Bernstein, professor and director of the Department of Cancer Etiology and dean for Faculty Development at City of Hope in Duarte, California, is being honoured for her distinguished research career in cancer epidemiology and prevention, spanning nearly 25 years of discovery. She is internationally recognized as a preeminent researcher and scholar whose work has vast implications on the quality of life of cancer survivors.
Bernstein’s early work examined the effects of exercise and body weight on the onset of puberty and hormonal patterns during adolescence. This research challenged the paradigm that epidemiologic risk factors for breast cancer were largely unmodifiable; demonstrated that physical activity can directly decrease breast cancer risk; and laid the foundation for subsequent epidemiologic studies and clinical trials focused on understanding the joint contributions of physical activity, weight and associated biologic mechanisms to the etiology of breast cancer.

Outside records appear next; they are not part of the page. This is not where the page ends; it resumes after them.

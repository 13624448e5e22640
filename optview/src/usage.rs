//! Usage-line rendering from the declaration tables.
//!
//! Two output grammars share one walk: a plain single-line synopsis and mdoc
//! macro lines for man pages. Options are repeated once per permitted
//! occurrence and bracketed once the occurrence is past the lower bound;
//! operands print their required copies bare and their optional copies
//! bracketed, with `...` marking an unbounded tail.

use crate::decl::{Form, Operand, Opt};
use crate::parser::Parser;
use crate::sink::Sink;

#[derive(Debug, Clone, Copy, PartialEq, Eq)]
pub enum Format {
    Plain,
    Mdoc,
}

/// Render the usage text for the parser's declarations into `sink`.
///
/// Returns `false` when the sink refused a write and rendering stopped early.
pub fn put_usage(parser: &Parser<'_>, fmt: Format, sink: &mut dyn Sink) -> bool {
    let mut r = Renderer { fmt, sink };
    let res = r.opts(parser.opts()).and_then(|()| r.opers(parser.opers()));
    res.is_ok()
}

/// Unit error unwinding the walk once the sink refuses.
struct Stop;

struct Renderer<'s> {
    fmt: Format,
    sink: &'s mut dyn Sink,
}

impl Renderer<'_> {
    fn put(&mut self, s: &str) -> Result<(), Stop> {
        if self.sink.put(s.as_bytes()) {
            Ok(())
        } else {
            Err(Stop)
        }
    }

    fn plain(&mut self, s: &str) -> Result<(), Stop> {
        match self.fmt {
            Format::Plain => self.put(s),
            Format::Mdoc => Ok(()),
        }
    }

    fn mdoc(&mut self, s: &str) -> Result<(), Stop> {
        match self.fmt {
            Format::Mdoc => self.put(s),
            Format::Plain => Ok(()),
        }
    }

    /// Mdoc text with every dash escaped, so names never read as macro
    /// arguments.
    fn mdoc_esc(&mut self, s: &str) -> Result<(), Stop> {
        if self.fmt != Format::Mdoc {
            return Ok(());
        }
        let mut buf = [0u8; 4];
        for ch in s.chars() {
            if ch == '-' {
                self.put("\\")?;
            }
            self.put(ch.encode_utf8(&mut buf))?;
        }
        Ok(())
    }

    fn opts(&mut self, opts: &[Opt]) -> Result<(), Stop> {
        for opt in opts {
            let lower = opt.bounds.lower();
            let upper = opt.bounds.upper();
            let inf = opt.bounds.is_unbounded();

            let reps = if upper > 0 { upper } else { usize::from(inf) };
            for j in 0..reps {
                self.mdoc(".")?;
                if j >= lower {
                    self.mdoc("Op ")?;
                    self.plain("[")?;
                }

                for form in [Form::Short, Form::Long] {
                    let names = opt.names(form);
                    let mut grouped = false;
                    for (l, name) in names.iter().enumerate() {
                        if !grouped {
                            self.mdoc("Fl \\&")?;
                            match form {
                                Form::Short => self.plain("-")?,
                                Form::Long => {
                                    self.mdoc("\\-")?;
                                    self.plain("--")?;
                                }
                            }
                        }
                        self.mdoc_esc(name)?;
                        self.plain(name)?;

                        if form == Form::Short {
                            // Further short names join the same dash group.
                            grouped = true;
                            if l + 1 == names.len() {
                                self.mdoc(" ")?;
                                self.put(", ")?;
                            }
                        } else if l + 1 < names.len() {
                            self.mdoc(" ")?;
                            self.put(", ")?;
                        } else if opt.req {
                            self.put(" ")?;
                            self.mdoc("Ar ")?;
                            match &opt.value_name {
                                Some(n) => {
                                    self.mdoc_esc(n)?;
                                    self.plain(n)?;
                                }
                                None => self.put("value")?,
                            }
                            if inf {
                                self.mdoc(" ")?;
                                self.put("...")?;
                            }
                        }
                    }
                }

                if j >= lower {
                    self.plain("]")?;
                }
                self.mdoc("\n")?;
                self.plain(" ")?;
            }
        }
        Ok(())
    }

    fn opers(&mut self, opers: &[Operand]) -> Result<(), Stop> {
        let mut it = opers.iter().peekable();
        while let Some(oper) = it.next() {
            let more = it.peek().is_some();
            let lower = oper.bounds.lower();
            let upper = oper.bounds.upper();
            let inf = oper.bounds.is_unbounded();

            for j in 0..lower {
                self.mdoc(".Ar \\&")?;
                self.mdoc_esc(&oper.name)?;
                self.plain(&oper.name)?;
                if inf && j + 1 == lower {
                    self.mdoc(" ")?;
                    self.put("...")?;
                }
                if more {
                    self.plain(" ")?;
                }
                self.mdoc("\n")?;
            }

            let amt = if upper > 0 {
                upper
            } else if inf {
                lower + 1
            } else {
                0
            };
            for j in lower..amt {
                self.mdoc(".Op Ar \\&")?;
                self.plain("[")?;
                self.mdoc_esc(&oper.name)?;
                self.plain(&oper.name)?;
                if inf && j + 1 == amt {
                    self.mdoc(" ")?;
                    self.put("...")?;
                }
                self.plain("]")?;
                if more {
                    self.plain(" ")?;
                }
                self.mdoc("\n")?;
            }
        }
        Ok(())
    }
}

#[cfg(test)]
mod tests {
    use super::*;
    use crate::bounds::Bounds;

    fn sample() -> Parser<'static> {
        Parser::new(
            vec![Opt::new()
                .short("v")
                .long("verbose")
                .bounds(Bounds::at_most(1))],
            vec![
                Operand::new("pattern").bounds(Bounds::any()),
                Operand::new("file").bounds(Bounds::at_least(1)),
            ],
            [],
        )
    }

    fn render(p: &Parser<'_>, fmt: Format) -> String {
        let mut out = Vec::new();
        assert!(put_usage(p, fmt, &mut out));
        String::from_utf8(out).unwrap()
    }

    #[test]
    fn plain_synopsis() {
        assert_eq!(
            render(&sample(), Format::Plain),
            "[-v, --verbose] [pattern...] file..."
        );
    }

    #[test]
    fn mdoc_macro_lines() {
        assert_eq!(
            render(&sample(), Format::Mdoc),
            ".Op Fl \\&v , Fl \\&\\-verbose\n\
             .Op Ar \\&pattern ...\n\
             .Ar \\&file ...\n"
        );
    }

    #[test]
    fn required_value_uses_the_declared_placeholder() {
        let p = Parser::new(
            vec![Opt::new()
                .short("c")
                .long("config")
                .value_named("path")
                .bounds(Bounds::at_most(1))],
            vec![],
            [],
        );
        assert_eq!(render(&p, Format::Plain), "[-c, --config path] ");
        assert_eq!(render(&p, Format::Mdoc), ".Op Fl \\&c , Fl \\&\\-config Ar path\n");
    }

    #[test]
    fn unnamed_value_falls_back_to_a_generic_placeholder() {
        let p = Parser::new(
            vec![Opt::new().long("expr").value().bounds(Bounds::any())],
            vec![],
            [],
        );
        assert_eq!(render(&p, Format::Plain), "[--expr value...] ");
    }

    #[test]
    fn options_repeat_up_to_their_upper_bound() {
        let p = Parser::new(
            vec![Opt::new().short("x").long("xx").bounds(Bounds::new(1, 2))],
            vec![],
            [],
        );
        // The required occurrence is bare, the optional one bracketed.
        assert_eq!(render(&p, Format::Plain), "-x, --xx [-x, --xx] ");
    }

    #[test]
    fn required_operand_with_a_closed_bound_repeats_bare() {
        let p = Parser::new(
            vec![],
            vec![Operand::new("src").bounds(Bounds::exactly(2))],
            [],
        );
        // Copies of one slot carry no separator; a space is only written when
        // another operand follows.
        assert_eq!(render(&p, Format::Plain), "srcsrc");
    }

    #[test]
    fn a_refusing_sink_stops_rendering() {
        struct Refuse;
        impl Sink for Refuse {
            fn put(&mut self, _: &[u8]) -> bool {
                false
            }
        }
        assert!(!put_usage(&sample(), Format::Plain, &mut Refuse));
    }
}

In later research, Bernstein identified ethnicity-related variations and determinants of poor prognosis in breast cancer patients. Bernstein is also a pioneer in the development and use of epidemiologic methods for evaluating the long-term side effects of cancer treatment in cancer survivors. Using a multi-centre population-based setting she substantiated the association between tamoxifen use and risk of subsequent endometrial cancer in women and demonstrated for the first time that this association is potentially restricted to women who had previously used unopposed oestrogen therapy or who were obese at the time of their breast cancer diagnosis.